Straßenbahntrasse nach aktueller Planung: zwei Seitenbahnsteige vor Potsdamer Brücke außerhalb des Bildes, Andreaskreuz in Höhe der der Sigismundstraße, keine Wendeschleifen vorgesehen.

Roger Boltshausers Schnappschüsse zeigten weswegen auch immer den Wirtschaftshof des Musikinstrumentenmuseums; das Thema des fehlenden Zuweges von „Sony“ her schien keinem Experten aufzufallen.
Maren Brakebusch sah den Philharmonie-Garten nur einmal im Jahr genutzt, „noch nicht von den Anrainern entdeckt“. Dabei dient ausgerechnet dieser gern genutzter Garten den anderen als Vorbild.
Jasper Cepl sah die Kulturlandschaft noch nicht endgültig ausformuliert und darum auch entwicklungsfähig; Kulturforum sollte städtebaulich anders behandelt werden als alle anderen Stadträume. Scharoun´sche Landschaftsidee des Kulturforums ist keine Formel und kein Korsett, sie soll wachsen und sich entfalten, „zwangsläufig und zwangsfrei“. „Bei Scharounplatz gehen bei mir die Alarmglocken an“, weil hier nicht in althergebrachten „Straße“-, „Platz“ oder „Achse“-Begriffen gedacht werden darf: hört, hört!
Anne Femmer lobte die kommende Durchwegung „ohne Eintrittskarte“, zeigte das ehemalige Zeitungs-Foyer der Staatsbibliothek und sah Vorzüge (Fernblick) auch bei der Piazzetta. Scharouns Foyers, hier wie auch beim „Haus der Mitte“, sind vom Tag eins als „Begegnungsräume“ und „Agora“ überschrieben; spät, hoffentlich nicht zu spät werden sie verstanden.
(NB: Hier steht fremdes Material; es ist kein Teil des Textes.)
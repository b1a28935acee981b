//! WAD archive identification
//!
//! Only the 4-byte magic is inspected. Lump directory parsing belongs to the
//! asset loader.

use crate::error::{Error, Result};
use std::fmt;

pub const IWAD_MAGIC: &[u8; 4] = b"IWAD";
pub const PWAD_MAGIC: &[u8; 4] = b"PWAD";

#[derive(Debug, Clone, Copy, PartialEq, Eq)]
pub enum ArchiveKind {
    /// Complete game data ("IWAD")
    Primary,
    /// Supplemental patch data ("PWAD")
    Patch,
}

impl ArchiveKind {
    pub const fn magic(self) -> &'static [u8; 4] {
        match self {
            Self::Primary => IWAD_MAGIC,
            Self::Patch => PWAD_MAGIC,
        }
    }
}

impl fmt::Display for ArchiveKind {
    fn fmt(&self, f: &mut fmt::Formatter<'_>) -> fmt::Result {
        match self {
            Self::Primary => f.write_str("IWAD"),
            Self::Patch => f.write_str("PWAD"),
        }
    }
}

/// Identify an archive by its magic. Case-sensitive; anything shorter than
/// four bytes is rejected.
pub fn classify(bytes: &[u8]) -> Result<ArchiveKind> {
    let magic = bytes.get(..4);
    [ArchiveKind::Primary, ArchiveKind::Patch]
        .into_iter()
        .find(|kind| magic == Some(&kind.magic()[..]))
        .ok_or_else(|| Error::InvalidFormat {
            found: bytes.iter().take(4).copied().collect(),
        })
}

#[cfg(test)]
mod tests {
    use super::*;

    #[test]
    fn test_classify() {
        assert_eq!(classify(b"IWAD\x00\x00\x00\x00"), Ok(ArchiveKind::Primary));
        assert_eq!(classify(b"PWAD"), Ok(ArchiveKind::Patch));
    }

    #[test]
    fn test_classify_rejects() {
        for bad in [&b"XWAD"[..], b"iwad", b"IWA", b"", b" IWAD"] {
            assert!(
                matches!(classify(bad), Err(Error::InvalidFormat { .. })),
                "{:?} should be rejected",
                bad
            );
        }
        assert_eq!(
            classify(b"XWADxyz"),
            Err(Error::InvalidFormat {
                found: b"XWAD".to_vec()
            })
        );
    }
}
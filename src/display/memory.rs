//! Memory regions the framebuffer draws its storage from
//!
//! On the device the pixel buffer lives in PSRAM, a large slow pool separate
//! from working memory. The host models that pool with a byte budget so the
//! startup failure path behaves the same way.

use crate::error::{Error, Result};

/// External provider of framebuffer storage
pub trait MemoryRegion {
    /// Claim `bytes` from the region. Fails with `Error::Allocation` if the
    /// region cannot satisfy the request.
    fn reserve(&mut self, bytes: usize) -> Result<()>;

    /// Return previously reserved bytes
    fn release(&mut self, bytes: usize);

    /// Bytes still available
    fn available(&self) -> usize;

    /// Name for log output
    fn name(&self) -> &str;
}

/// Fixed-capacity pool (models PSRAM)
#[derive(Debug, Clone)]
pub struct PsramRegion {
    capacity: usize,
    used: usize,
}

impl PsramRegion {
    pub fn new(capacity: usize) -> Self {
        Self { capacity, used: 0 }
    }

    pub fn capacity(&self) -> usize {
        self.capacity
    }

    pub fn used(&self) -> usize {
        self.used
    }
}

impl MemoryRegion for PsramRegion {
    fn reserve(&mut self, bytes: usize) -> Result<()> {
        let available = self.available();
        if bytes > available {
            return Err(Error::Allocation {
                requested: bytes,
                available,
            });
        }
        self.used += bytes;
        Ok(())
    }

    fn release(&mut self, bytes: usize) {
        self.used = self.used.saturating_sub(bytes);
    }

    fn available(&self) -> usize {
        self.capacity - self.used
    }

    fn name(&self) -> &str {
        "psram"
    }
}

/// Unbounded region backed by the global allocator
#[derive(Debug, Clone, Copy, Default)]
pub struct HeapRegion;

impl MemoryRegion for HeapRegion {
    fn reserve(&mut self, _bytes: usize) -> Result<()> {
        Ok(())
    }

    fn release(&mut self, _bytes: usize) {}

    fn available(&self) -> usize {
        usize::MAX
    }

    fn name(&self) -> &str {
        "heap"
    }
}

#[cfg(test)]
mod tests {
    use super::*;

    #[test]
    fn test_psram_budget() {
        let mut region = PsramRegion::new(100);
        assert!(region.reserve(60).is_ok());
        assert_eq!(region.capacity(), 100);
        assert_eq!(region.available(), 40);

        let err = region.reserve(41).unwrap_err();
        assert_eq!(
            err,
            Error::Allocation {
                requested: 41,
                available: 40
            }
        );
        // Failed reservation claims nothing
        assert_eq!(region.used(), 60);

        region.release(60);
        assert_eq!(region.available(), 100);
    }

    #[test]
    fn test_release_saturates() {
        let mut region = PsramRegion::new(10);
        region.release(5);
        assert_eq!(region.used(), 0);
    }
}
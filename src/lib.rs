//! tinydoom: raster core for a microcontroller Doom port
//!
//! Per tick: the input tracker's held buttons feed `Engine::tick`, the
//! `Renderer` paints a frame from the resulting `GameState` into the
//! `Framebuffer`, and the display transport flushes that buffer.

pub mod config;
pub mod display;
pub mod effects;
pub mod engine;
pub mod error;
pub mod input;
pub mod render;
pub mod util;

pub use display::{quantize_color, Framebuffer, MemoryRegion, Rgb565};
pub use engine::{ArchiveKind, Engine, GameState};
pub use error::{Error, Result};
pub use input::{Button, ButtonSet, InputState};
pub use render::Renderer;
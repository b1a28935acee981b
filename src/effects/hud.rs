use super::palette::{HEADING, HEALTH_FRAME, HEALTH_GOOD, HEALTH_LOW};
use super::Effect;
use crate::display::Framebuffer;
use crate::engine::GameState;

const MARGIN: i32 = 4;
const BAR_WIDTH: i32 = 52;
const BAR_HEIGHT: i32 = 6;
const LOW_HEALTH: i32 = 25;
const HEADING_HEIGHT: i32 = 6;

/// Status overlay: health bar bottom-left, heading tick along the top edge
#[derive(Debug, Default)]
pub struct Hud;

impl Hud {
    pub fn new() -> Self {
        Self
    }

    /// Column of the heading marker for `angle` degrees
    pub fn heading_x(angle: i32, width: i32) -> i32 {
        angle.rem_euclid(360) * width / 360
    }
}

impl Effect for Hud {
    fn render(&self, fb: &mut Framebuffer, _frame: u16, state: &GameState) {
        let width = fb.width() as i32;
        let height = fb.height() as i32;

        // Health: 100 fills the bar interior, anything outside 0..=100 is clamped
        let x = MARGIN;
        let y = height - MARGIN - BAR_HEIGHT;
        fb.draw_rect_outline(x, y, BAR_WIDTH, BAR_HEIGHT, HEALTH_FRAME);
        let inner = BAR_WIDTH - 2;
        let fill = state.health.clamp(0, 100) * inner / 100;
        let color = if state.health <= LOW_HEALTH {
            HEALTH_LOW
        } else {
            HEALTH_GOOD
        };
        fb.fill_rect(x + 1, y + 1, fill, BAR_HEIGHT - 2, color);

        let hx = Self::heading_x(state.angle(), width);
        fb.vline(hx, 0, HEADING_HEIGHT - 1, HEADING);
    }

    fn name(&self) -> &str {
        "HUD"
    }

    fn gameplay(&self) -> bool {
        true
    }
}
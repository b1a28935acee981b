//! Frame composition

use crate::display::Framebuffer;
use crate::effects::{palette, Corridor, Effect, Hud};
use crate::engine::GameState;

/// Paints complete frames from game state
///
/// Holds the animation counter; everything else comes in as arguments, so
/// `draw` with the same counter and state always yields the same pixels.
pub struct Renderer {
    frame: u16,
    layers: Vec<Box<dyn Effect>>,
}

impl Renderer {
    /// Default layer stack: placeholder corridor with the HUD on top
    pub fn new() -> Self {
        Self::with_layers(vec![Box::new(Corridor::new()), Box::new(Hud::new())])
    }

    pub fn with_layers(layers: Vec<Box<dyn Effect>>) -> Self {
        Self { frame: 0, layers }
    }

    /// Animation counter, wraps at u16
    pub fn frame(&self) -> u16 {
        self.frame
    }

    pub fn set_frame(&mut self, frame: u16) {
        self.frame = frame;
    }

    pub fn layer_names(&self) -> Vec<&str> {
        self.layers.iter().map(|l| l.name()).collect()
    }

    /// Advance the animation one step and paint the frame
    pub fn render_frame(&mut self, fb: &mut Framebuffer, state: &GameState) {
        self.frame = self.frame.wrapping_add(1);
        self.draw(fb, state);
    }

    /// Paint the current animation step without advancing it
    pub fn draw(&self, fb: &mut Framebuffer, state: &GameState) {
        fb.clear(palette::BACKGROUND);
        for layer in &self.layers {
            if layer.gameplay() && !state.is_active() {
                continue;
            }
            layer.render(fb, self.frame, state);
        }
    }
}

impl Default for Renderer {
    fn default() -> Self {
        Self::new()
    }
}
Für Birgit Rapp macht die „Schneise“ der Potsdamer Straße den Kulturforum „fragmentarisch“ und „fraglich“, sie schlägt „Campus“ als ein Gegenmodell vor. Die weitaus zerstörerischere Wirkung der um wenige Meter nach Westen verlegten, das Haus verzwergenden Herbert-von-Karajan-Straße dagegen nicht… und bestand ein Forum Romanum nicht etwa aus mindestens 5 separaten doch zusammenhängenden Foren? Auch Harald Bodenschatz will die Potsdamer Straße anders geformt sehen, bezieht ihre Krümmung auf das Nichtzustandekommen der Westtangente. Gegenteil war der Fall, wie wir es in unseren Ausstellungen zeigen.
Jörg Springer stellt die Veränderung des Raumverständisses der Anrainer-„Objekte“ fest, ihr „Ankommen in der Landschaft“. „Veränderung zum Ur-Konzept Scharouns hin“, müssen wir ergänzen. Eine „neue Idee“? — gewiß. Scharouns Idee eben.
Stefan Ulrich, Referent der Philharmonie-Intendantin Andrea Zietzschmann, kann schließlich dem Gedanken etwas abgewinnen, in der Achse des „berlin modern“ einen neuen Zugang zum Kammermusiksaal zu schaffen. Hoffentlich bleibt das Aufspießen ein Gedankenspiel; Zusammenkommen geht auch ohne solche Selbstaufopferung. Keines der Museen und auch keine Staatsbibliothek verlegen ihre Tore — warum soll die Philharmonie (wieder)? Zumal Museen zur Konzertzeit gerade schließen?